DONETSK, April 15. /TASS/: The Prosecutor General's Office of the Donetsk People's Republic (DPR) has opened a criminal case for espionage against several employees of the OSCE Special Monitoring Mission, who passed state secrets to Ukraine, the press service of the DPR Prosecutor General's Office told TASS on Friday.

"A criminal case has been opened against several employees of the OSCE Special Monitoring Mission on the established facts of collecting and storing with the purpose of transferring to the Ukrainian special services of information constituting state secrets," the Prosecutor General's Office said.

According to its information, the OSCE employees, while in the DPR, including in the Kiev-controlled territories, used video equipment to record the location of units of the republic's People's Militia, state bodies and institutions. The information was collected in electronic format, "after which the data constituting state secrets was transferred to representatives of foreign intelligence agencies, including the Ukrainian Defense Ministry's Main Intelligence Directorate and the Security Service of Ukraine (SBU)."

The Prosecutor General's Office added that this data was then used by the Ukrainian military and special services to harm state interests, DPR’s security and sovereignty, including shelling settlements and places of deployment of the republic's People's Militia units.

"The criminal case has been sent to the DPR State Security Ministry for investigation," the Prosecutor General’s Office said.

OSCE mission in Ukraine

The OSCE Special Monitoring Mission began its work in Ukraine on March 21, 2014, following a consensus decision by all 57 participating states.

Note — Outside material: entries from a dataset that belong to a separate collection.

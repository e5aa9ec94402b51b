// Copyright (C) 2026 The Hemolink Authors
// Use of this source code is governed by an MIT-style
// license that can be found in the LICENSE file or at
// https://opensource.org/licenses/MIT.

use crate::Persistence;
use crate::tests::{
    create_test_donor, create_test_persistence, create_test_recipient, test_time, user,
};
use diesel::RunQueryDsl;
use hemolink_domain::{BloodType, UserProfile, compatible_donor_types};
use std::collections::BTreeSet;
use time::Duration;

#[test]
fn test_upsert_and_get_profile() {
    let mut persistence: Persistence = create_test_persistence();
    let donor: UserProfile = create_test_donor("donor-1", BloodType::ONegative);

    persistence.upsert_profile(&donor).unwrap();

    let stored: UserProfile = persistence.get_profile(&user("donor-1")).unwrap().unwrap();
    assert_eq!(stored, donor);
}

#[test]
fn test_get_missing_profile_returns_none() {
    let mut persistence: Persistence = create_test_persistence();
    assert!(persistence.get_profile(&user("ghost")).unwrap().is_none());
}

#[test]
fn test_upsert_replaces_fields_but_keeps_counters() {
    let mut persistence: Persistence = create_test_persistence();
    persistence
        .upsert_profile(&create_test_donor("donor-1", BloodType::ONegative))
        .unwrap();
    assert!(
        persistence
            .record_donor_donation(&user("donor-1"), test_time())
            .unwrap()
    );

    let mut edited: UserProfile = create_test_donor("donor-1", BloodType::ONegative);
    edited.display_name = String::from("Renamed");
    edited.is_available = true;
    persistence.upsert_profile(&edited).unwrap();

    let stored: UserProfile = persistence.get_profile(&user("donor-1")).unwrap().unwrap();
    assert_eq!(stored.display_name, "Renamed");
    assert!(stored.is_available);
    assert_eq!(stored.total_donations, 1);
    assert_eq!(stored.last_donation_date, Some(test_time()));
}

#[test]
fn test_record_donor_donation_updates_statistics() {
    let mut persistence: Persistence = create_test_persistence();
    persistence
        .upsert_profile(&create_test_donor("donor-1", BloodType::APositive))
        .unwrap();
    let later = test_time() + Duration::days(60);

    persistence
        .record_donor_donation(&user("donor-1"), test_time())
        .unwrap();
    persistence
        .record_donor_donation(&user("donor-1"), later)
        .unwrap();

    let stored: UserProfile = persistence.get_profile(&user("donor-1")).unwrap().unwrap();
    assert_eq!(stored.total_donations, 2);
    assert_eq!(stored.last_donation_date, Some(later));
    assert!(!stored.is_available);
}

#[test]
fn test_record_donor_donation_for_missing_profile() {
    let mut persistence: Persistence = create_test_persistence();
    assert!(
        !persistence
            .record_donor_donation(&user("ghost"), test_time())
            .unwrap()
    );
}

#[test]
fn test_set_donor_availability() {
    let mut persistence: Persistence = create_test_persistence();
    persistence
        .upsert_profile(&create_test_donor("donor-1", BloodType::APositive))
        .unwrap();

    assert!(
        persistence
            .set_donor_availability(&user("donor-1"), false)
            .unwrap()
    );
    assert!(
        !persistence
            .get_profile(&user("donor-1"))
            .unwrap()
            .unwrap()
            .is_available
    );
    assert!(!persistence.set_donor_availability(&user("ghost"), true).unwrap());
}

#[test]
fn test_list_available_donors_filters_role_availability_and_type() {
    let mut persistence: Persistence = create_test_persistence();
    let mut busy: UserProfile = create_test_donor("busy", BloodType::ONegative);
    busy.is_available = false;
    for profile in [
        create_test_donor("o-neg", BloodType::ONegative),
        create_test_donor("a-neg", BloodType::ANegative),
        create_test_donor("b-pos", BloodType::BPositive),
        busy,
        create_test_recipient("patient", Some(BloodType::ONegative)),
    ] {
        persistence.upsert_profile(&profile).unwrap();
    }

    let types: BTreeSet<BloodType> = compatible_donor_types(BloodType::ANegative);
    let donors: Vec<UserProfile> = persistence.list_available_donors(&types).unwrap();

    let mut ids: Vec<&str> = donors.iter().map(|p| p.user_id.as_str()).collect();
    ids.sort_unstable();
    assert_eq!(ids, vec!["a-neg", "o-neg"]);
}

#[test]
fn test_list_available_donors_with_empty_type_set() {
    let mut persistence: Persistence = create_test_persistence();
    persistence
        .upsert_profile(&create_test_donor("o-neg", BloodType::ONegative))
        .unwrap();

    assert!(
        persistence
            .list_available_donors(&BTreeSet::new())
            .unwrap()
            .is_empty()
    );
}

#[test]
fn test_invalid_stored_blood_type_reads_as_unknown() {
    let mut persistence: Persistence = create_test_persistence();
    persistence
        .upsert_profile(&create_test_donor("donor-1", BloodType::OPositive))
        .unwrap();
    diesel::sql_query("UPDATE user_profiles SET blood_type = 'Z+' WHERE user_id = 'donor-1'")
        .execute(&mut persistence.conn)
        .unwrap();

    let stored: UserProfile = persistence.get_profile(&user("donor-1")).unwrap().unwrap();
    assert_eq!(stored.blood_type, None);

    let all_types: BTreeSet<BloodType> = BloodType::ALL.into_iter().collect();
    assert!(
        persistence
            .list_available_donors(&all_types)
            .unwrap()
            .is_empty()
    );
}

The mission brings together nearly 1,000 observers. The offices are located in Kiev, Donetsk and Lugansk.

In early March, OSCE Secretary General Helga Maria Schmid announced the evacuation from Ukraine of nearly 500 SMM observers after the start of Russia’s special operation.

On March 1, the DPR mission to the Joint Center for Ceasefire Control and Coordination reported that the mission’s foreign staff had left the republic. They arrived in Rostov-on-Don, from where they left the next day for Sochi to go to Istanbul.

In his turn, Russian permanent representative to the OSCE Alexander Lukashevich stressed that with the emergence of the two sovereign republics, the DPR and LPR, as subjects of international relations, he did not see any sense in any monitoring missions on the territory of Donbass. According to him, the OSCE Special Monitoring Mission in Ukraine has recently been playing along with official Kiev in its reports, and monitoring has increasingly become a mechanism for disorienting the international community about the events that are taking place on the ground. On April 9, the DPR territorial defense headquarters made a decision to recognize the extension of the OSCE Special Monitoring Mission activities on the republic's territory as unlawful. It has to stop its activities by 30 April. Moreover, on April 8, it became known that one of the SMM observers in the republic was detained for activities "incompatible with the mission's mandate.".